Task brief: Looking at the records below, say how many lines contain "MutationCoordinator". Nothing else belongs in the answer.

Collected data
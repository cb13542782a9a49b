use std::fmt;
use std::sync::Arc;

use log::{info, warn};
use vulhub_api::{ActionReply, ApiError, CleanOptions, EnvironmentApi, StartOptions, SyncupResult};

use crate::cache::QueryCache;
use crate::key::QueryKey;
use crate::notify::{Notification, NotificationSink};

#[derive(Debug, Clone, Copy, PartialEq, Eq, Hash)]
pub enum Action {
    Sync,
    Start,
    Stop,
    Restart,
    Clean,
}

impl Action {
    #[must_use]
    pub fn as_str(self) -> &'static str {
        match self {
            Self::Sync => "sync",
            Self::Start => "start",
            Self::Stop => "stop",
            Self::Restart => "restart",
            Self::Clean => "clean",
        }
    }
}

impl fmt::Display for Action {
    fn fmt(&self, f: &mut fmt::Formatter<'_>) -> fmt::Result {
        f.write_str(self.as_str())
    }
}

/// A state-changing request together with its target and payload.
#[derive(Debug, Clone, PartialEq, Eq)]
pub enum Mutation {
    Sync,
    Start { path: String, options: StartOptions },
    Stop { path: String },
    Restart { path: String },
    Clean { path: String, options: CleanOptions },
}

impl Mutation {
    pub fn start(path: impl Into<String>) -> Self {
        Self::Start {
            path: path.into(),
            options: StartOptions::default(),
        }
    }

    pub fn stop(path: impl Into<String>) -> Self {
        Self::Stop { path: path.into() }
    }

    pub fn restart(path: impl Into<String>) -> Self {
        Self::Restart { path: path.into() }
    }

    /// Clean that removes volumes and files but keeps images.
    pub fn clean(path: impl Into<String>) -> Self {
        Self::Clean {
            path: path.into(),
            options: CleanOptions::keep_images(),
        }
    }

    #[must_use]
    pub fn action(&self) -> Action {
        match self {
            Self::Sync => Action::Sync,
            Self::Start { .. } => Action::Start,
            Self::Stop { .. } => Action::Stop,
            Self::Restart { .. } => Action::Restart,
            Self::Clean { .. } => Action::Clean,
        }
    }

    #[must_use]
    pub fn target(&self) -> Option<&str> {
        match self {
            Self::Sync => None,
            Self::Start { path, .. }
            | Self::Stop { path }
            | Self::Restart { path }
            | Self::Clean { path, .. } => Some(path),
        }
    }

    /// Keys that may hold outdated data once this mutation has succeeded.
    #[must_use]
    pub fn invalidates(&self) -> Vec<QueryKey> {
        match self {
            Self::Sync => vec![QueryKey::SystemStatus, QueryKey::Environments],
            Self::Start { path, .. } | Self::Stop { path } | Self::Restart { path } => vec![
                QueryKey::Downloaded,
                QueryKey::Running,
                QueryKey::status(path.as_str()),
            ],
            Self::Clean { path, .. } => vec![
                QueryKey::Downloaded,
                QueryKey::Running,
                QueryKey::status(path.as_str()),
                QueryKey::info(path.as_str()),
            ],
        }
    }

    fn success_notification(&self) -> Notification {
        match self {
            Self::Sync => {
                Notification::success("Sync completed", "Environment list has been updated.")
            }
            Self::Start { path, .. } => {
                Notification::success("Environment started", format!("{path} is now running."))
            }
            Self::Stop { path } => {
                Notification::success("Environment stopped", format!("{path} has been stopped."))
            }
            Self::Restart { path } => {
                Notification::success("Environment restarted", format!("{path} has been restarted."))
            }
            Self::Clean { path, .. } => {
                Notification::success("Environment cleaned", format!("{path} has been removed."))
            }
        }
    }

    fn failure_notification(&self, error: &ApiError) -> Notification {
        let title = match self.action() {
            Action::Sync => "Sync failed",
            Action::Start => "Failed to start",
            Action::Stop => "Failed to stop",
            Action::Restart => "Failed to restart",
            Action::Clean => "Failed to clean",
        };
        Notification::failure(title, error.message())
    }
}

impl fmt::Display for Mutation {
    fn fmt(&self, f: &mut fmt::Formatter<'_>) -> fmt::Result {
        match self.target() {
            Some(path) => write!(f, "{} {path}", self.action()),
            None => write!(f, "{}", self.action()),
        }
    }
}

#[derive(Debug, Clone, PartialEq, Eq)]
pub enum MutationOutcome {
    Synced(SyncupResult),
    Applied(Option<ActionReply>),
}

/// Runs mutations, invalidates what they affect and reports each outcome
/// exactly once.
#[derive(Clone)]
pub struct MutationCoordinator {
    api: Arc<dyn EnvironmentApi>,
    cache: QueryCache,
    sink: Arc<dyn NotificationSink>,
}

impl MutationCoordinator {
    pub fn new(
        api: Arc<dyn EnvironmentApi>,
        cache: QueryCache,
        sink: Arc<dyn NotificationSink>,
    ) -> Self {
        Self { api, cache, sink }
    }

    /// Perform `mutation` against the backend.
    ///
    /// On success the affected keys are invalidated before the notification
    /// is emitted. On failure nothing is invalidated.
    ///
    /// # Errors
    /// Returns the backend or transport error unchanged.
    pub async fn perform(&self, mutation: Mutation) -> Result<MutationOutcome, ApiError> {
        info!("Performing {mutation}");
        let result = match &mutation {
            Mutation::Sync => self.api.sync().await.map(MutationOutcome::Synced),
            Mutation::Start { path, options } => self
                .api
                .start(path, *options)
                .await
                .map(MutationOutcome::Applied),
            Mutation::Stop { path } => self.api.stop(path).await.map(MutationOutcome::Applied),
            Mutation::Restart { path } => {
                self.api.restart(path).await.map(MutationOutcome::Applied)
            }
            Mutation::Clean { path, options } => self
                .api
                .clean(path, *options)
                .await
                .map(MutationOutcome::Applied),
        };

        match result {
            Ok(outcome) => {
                let keys = mutation.invalidates();
                self.cache.invalidate_all(&keys);
                info!("{mutation} succeeded, invalidated {} keys", keys.len());
                self.sink.notify(mutation.success_notification());
                Ok(outcome)
            }
            Err(error) => {
                warn!("{mutation} failed: {error}");
                self.sink.notify(mutation.failure_notification(&error));
                Err(error)
            }
        }
    }
}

Answer box: 2